Problem statement: Here is a block of records. Copy every line in it that includes "integer".

-------- Data for analysis

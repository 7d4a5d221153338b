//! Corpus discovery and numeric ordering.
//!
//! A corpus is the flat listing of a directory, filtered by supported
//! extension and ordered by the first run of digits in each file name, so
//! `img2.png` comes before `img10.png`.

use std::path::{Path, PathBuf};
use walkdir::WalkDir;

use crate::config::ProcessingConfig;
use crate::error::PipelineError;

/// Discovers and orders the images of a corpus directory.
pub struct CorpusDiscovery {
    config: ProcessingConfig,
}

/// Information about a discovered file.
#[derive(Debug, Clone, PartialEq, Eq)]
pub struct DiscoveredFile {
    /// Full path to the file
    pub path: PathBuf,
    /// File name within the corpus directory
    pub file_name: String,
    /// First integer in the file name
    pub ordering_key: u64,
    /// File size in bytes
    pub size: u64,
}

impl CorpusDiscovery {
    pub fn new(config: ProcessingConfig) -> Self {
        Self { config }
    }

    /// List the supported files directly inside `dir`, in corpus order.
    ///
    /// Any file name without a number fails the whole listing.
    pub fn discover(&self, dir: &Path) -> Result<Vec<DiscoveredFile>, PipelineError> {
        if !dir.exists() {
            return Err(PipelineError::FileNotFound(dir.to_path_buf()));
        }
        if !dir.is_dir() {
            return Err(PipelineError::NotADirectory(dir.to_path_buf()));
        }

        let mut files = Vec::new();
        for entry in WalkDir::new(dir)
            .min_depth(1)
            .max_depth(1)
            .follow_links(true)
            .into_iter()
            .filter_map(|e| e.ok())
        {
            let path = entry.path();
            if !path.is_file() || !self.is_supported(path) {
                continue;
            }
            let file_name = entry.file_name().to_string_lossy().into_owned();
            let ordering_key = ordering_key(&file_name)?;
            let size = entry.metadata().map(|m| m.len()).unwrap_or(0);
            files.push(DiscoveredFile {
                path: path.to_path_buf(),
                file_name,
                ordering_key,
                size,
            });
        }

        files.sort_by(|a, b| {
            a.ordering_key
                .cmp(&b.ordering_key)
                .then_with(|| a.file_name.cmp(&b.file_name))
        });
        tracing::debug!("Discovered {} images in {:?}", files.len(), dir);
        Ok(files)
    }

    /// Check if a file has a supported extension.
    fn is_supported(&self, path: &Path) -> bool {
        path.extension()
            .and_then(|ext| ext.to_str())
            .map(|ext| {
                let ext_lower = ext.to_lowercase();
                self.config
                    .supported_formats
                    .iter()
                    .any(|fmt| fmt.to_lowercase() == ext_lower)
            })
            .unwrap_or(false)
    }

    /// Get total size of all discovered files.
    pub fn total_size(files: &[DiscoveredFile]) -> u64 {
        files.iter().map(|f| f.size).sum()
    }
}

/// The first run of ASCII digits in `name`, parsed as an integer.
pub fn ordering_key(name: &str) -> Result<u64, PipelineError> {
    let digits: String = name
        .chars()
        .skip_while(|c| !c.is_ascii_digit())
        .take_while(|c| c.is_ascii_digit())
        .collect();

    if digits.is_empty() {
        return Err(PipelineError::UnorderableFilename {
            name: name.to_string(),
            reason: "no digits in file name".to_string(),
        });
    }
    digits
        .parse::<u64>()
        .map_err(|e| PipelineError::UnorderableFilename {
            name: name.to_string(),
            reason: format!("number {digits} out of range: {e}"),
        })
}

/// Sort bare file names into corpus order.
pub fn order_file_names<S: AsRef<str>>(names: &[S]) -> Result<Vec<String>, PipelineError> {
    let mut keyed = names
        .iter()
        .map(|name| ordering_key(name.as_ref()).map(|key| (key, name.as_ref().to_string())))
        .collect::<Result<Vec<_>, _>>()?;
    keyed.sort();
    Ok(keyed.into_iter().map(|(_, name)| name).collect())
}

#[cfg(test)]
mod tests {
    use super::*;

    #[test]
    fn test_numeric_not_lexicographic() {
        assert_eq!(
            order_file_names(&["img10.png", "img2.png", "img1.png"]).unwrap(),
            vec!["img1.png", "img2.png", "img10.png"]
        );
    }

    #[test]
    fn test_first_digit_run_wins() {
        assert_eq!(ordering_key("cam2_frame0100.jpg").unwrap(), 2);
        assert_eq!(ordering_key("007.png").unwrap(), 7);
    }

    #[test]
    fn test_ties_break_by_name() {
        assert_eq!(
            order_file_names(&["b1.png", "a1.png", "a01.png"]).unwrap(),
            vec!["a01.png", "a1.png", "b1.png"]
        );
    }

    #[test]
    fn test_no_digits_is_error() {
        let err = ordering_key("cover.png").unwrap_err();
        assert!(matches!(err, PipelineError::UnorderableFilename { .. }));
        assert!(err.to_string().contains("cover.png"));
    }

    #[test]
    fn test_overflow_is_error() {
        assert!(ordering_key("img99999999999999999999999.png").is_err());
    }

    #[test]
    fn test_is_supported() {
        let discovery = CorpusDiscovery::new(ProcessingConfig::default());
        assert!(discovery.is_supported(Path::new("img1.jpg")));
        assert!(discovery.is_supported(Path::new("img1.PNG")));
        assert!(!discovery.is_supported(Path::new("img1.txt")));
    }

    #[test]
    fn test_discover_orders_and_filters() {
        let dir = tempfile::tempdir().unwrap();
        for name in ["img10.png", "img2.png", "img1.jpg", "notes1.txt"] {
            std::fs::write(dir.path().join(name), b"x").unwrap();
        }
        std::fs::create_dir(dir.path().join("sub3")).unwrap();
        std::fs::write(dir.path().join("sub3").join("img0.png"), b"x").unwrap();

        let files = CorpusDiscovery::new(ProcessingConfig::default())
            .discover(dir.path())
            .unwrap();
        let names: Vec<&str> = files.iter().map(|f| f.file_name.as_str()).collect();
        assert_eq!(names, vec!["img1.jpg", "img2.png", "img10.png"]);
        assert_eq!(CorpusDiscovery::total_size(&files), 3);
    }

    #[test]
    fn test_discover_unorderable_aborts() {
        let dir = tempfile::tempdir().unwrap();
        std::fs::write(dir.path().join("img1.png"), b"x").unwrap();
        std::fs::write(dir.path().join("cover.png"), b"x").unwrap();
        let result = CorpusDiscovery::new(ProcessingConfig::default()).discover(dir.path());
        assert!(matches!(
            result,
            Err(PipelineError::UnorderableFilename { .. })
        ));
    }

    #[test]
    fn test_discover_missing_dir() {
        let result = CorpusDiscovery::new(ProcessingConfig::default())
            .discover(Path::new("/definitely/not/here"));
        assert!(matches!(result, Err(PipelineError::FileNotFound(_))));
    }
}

----------------
-------- Data for analysis

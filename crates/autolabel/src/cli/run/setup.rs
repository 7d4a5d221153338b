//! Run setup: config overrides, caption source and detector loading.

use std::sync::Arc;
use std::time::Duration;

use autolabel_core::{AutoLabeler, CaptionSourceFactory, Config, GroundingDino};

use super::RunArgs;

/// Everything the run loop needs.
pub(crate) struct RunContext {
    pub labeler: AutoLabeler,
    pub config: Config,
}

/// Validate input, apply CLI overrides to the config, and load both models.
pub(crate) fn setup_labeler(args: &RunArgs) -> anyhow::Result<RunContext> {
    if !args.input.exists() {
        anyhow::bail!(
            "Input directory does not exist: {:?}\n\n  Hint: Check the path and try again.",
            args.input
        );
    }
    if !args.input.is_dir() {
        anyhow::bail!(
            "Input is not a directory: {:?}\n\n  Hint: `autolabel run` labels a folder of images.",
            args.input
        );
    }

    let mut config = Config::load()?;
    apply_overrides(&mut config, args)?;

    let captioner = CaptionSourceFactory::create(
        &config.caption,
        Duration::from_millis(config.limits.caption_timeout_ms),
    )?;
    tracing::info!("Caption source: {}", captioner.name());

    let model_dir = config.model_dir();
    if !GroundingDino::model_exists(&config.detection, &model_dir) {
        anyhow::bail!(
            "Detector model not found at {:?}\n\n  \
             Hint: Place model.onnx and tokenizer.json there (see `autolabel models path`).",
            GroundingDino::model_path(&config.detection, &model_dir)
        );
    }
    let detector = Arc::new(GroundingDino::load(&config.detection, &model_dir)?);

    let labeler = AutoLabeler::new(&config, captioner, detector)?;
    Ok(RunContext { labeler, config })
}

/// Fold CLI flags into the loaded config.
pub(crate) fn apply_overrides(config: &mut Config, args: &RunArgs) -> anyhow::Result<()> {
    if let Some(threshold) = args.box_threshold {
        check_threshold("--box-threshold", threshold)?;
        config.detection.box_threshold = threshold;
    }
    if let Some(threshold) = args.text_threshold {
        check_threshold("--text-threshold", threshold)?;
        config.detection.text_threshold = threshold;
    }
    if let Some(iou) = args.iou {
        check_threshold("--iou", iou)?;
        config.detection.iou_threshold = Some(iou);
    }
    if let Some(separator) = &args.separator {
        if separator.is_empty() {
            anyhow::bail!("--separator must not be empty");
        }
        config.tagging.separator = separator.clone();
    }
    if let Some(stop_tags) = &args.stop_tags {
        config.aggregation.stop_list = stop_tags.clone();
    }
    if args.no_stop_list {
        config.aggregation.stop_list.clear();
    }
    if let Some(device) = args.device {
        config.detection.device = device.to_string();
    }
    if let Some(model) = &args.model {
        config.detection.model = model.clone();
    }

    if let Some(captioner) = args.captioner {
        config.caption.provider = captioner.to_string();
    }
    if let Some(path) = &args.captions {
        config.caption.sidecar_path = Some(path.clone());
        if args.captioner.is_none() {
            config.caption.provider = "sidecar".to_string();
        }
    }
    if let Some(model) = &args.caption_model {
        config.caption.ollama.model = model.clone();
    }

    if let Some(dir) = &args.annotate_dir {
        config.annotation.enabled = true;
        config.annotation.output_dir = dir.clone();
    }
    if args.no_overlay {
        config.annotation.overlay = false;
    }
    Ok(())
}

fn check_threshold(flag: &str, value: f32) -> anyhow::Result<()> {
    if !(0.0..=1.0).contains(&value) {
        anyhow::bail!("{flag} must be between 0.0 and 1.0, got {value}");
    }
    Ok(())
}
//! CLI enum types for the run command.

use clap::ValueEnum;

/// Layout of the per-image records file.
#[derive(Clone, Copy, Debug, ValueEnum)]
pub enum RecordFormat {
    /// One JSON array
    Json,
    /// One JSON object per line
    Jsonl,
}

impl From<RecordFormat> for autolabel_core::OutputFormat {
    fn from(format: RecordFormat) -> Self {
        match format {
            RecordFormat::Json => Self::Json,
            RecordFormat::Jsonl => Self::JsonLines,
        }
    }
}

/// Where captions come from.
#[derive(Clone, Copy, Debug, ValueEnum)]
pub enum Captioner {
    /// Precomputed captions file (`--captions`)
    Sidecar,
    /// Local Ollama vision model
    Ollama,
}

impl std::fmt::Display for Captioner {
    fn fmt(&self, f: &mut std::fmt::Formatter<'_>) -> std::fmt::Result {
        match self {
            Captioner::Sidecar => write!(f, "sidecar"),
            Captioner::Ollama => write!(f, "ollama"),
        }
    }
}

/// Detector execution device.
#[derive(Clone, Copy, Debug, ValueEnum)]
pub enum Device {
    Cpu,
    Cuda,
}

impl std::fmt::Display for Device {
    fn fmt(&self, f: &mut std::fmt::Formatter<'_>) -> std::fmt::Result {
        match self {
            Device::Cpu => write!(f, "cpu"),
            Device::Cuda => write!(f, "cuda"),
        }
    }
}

----------------

Answer section:
    /// First integer in the file name
/// The first run of ASCII digits in `name`, parsed as an integer.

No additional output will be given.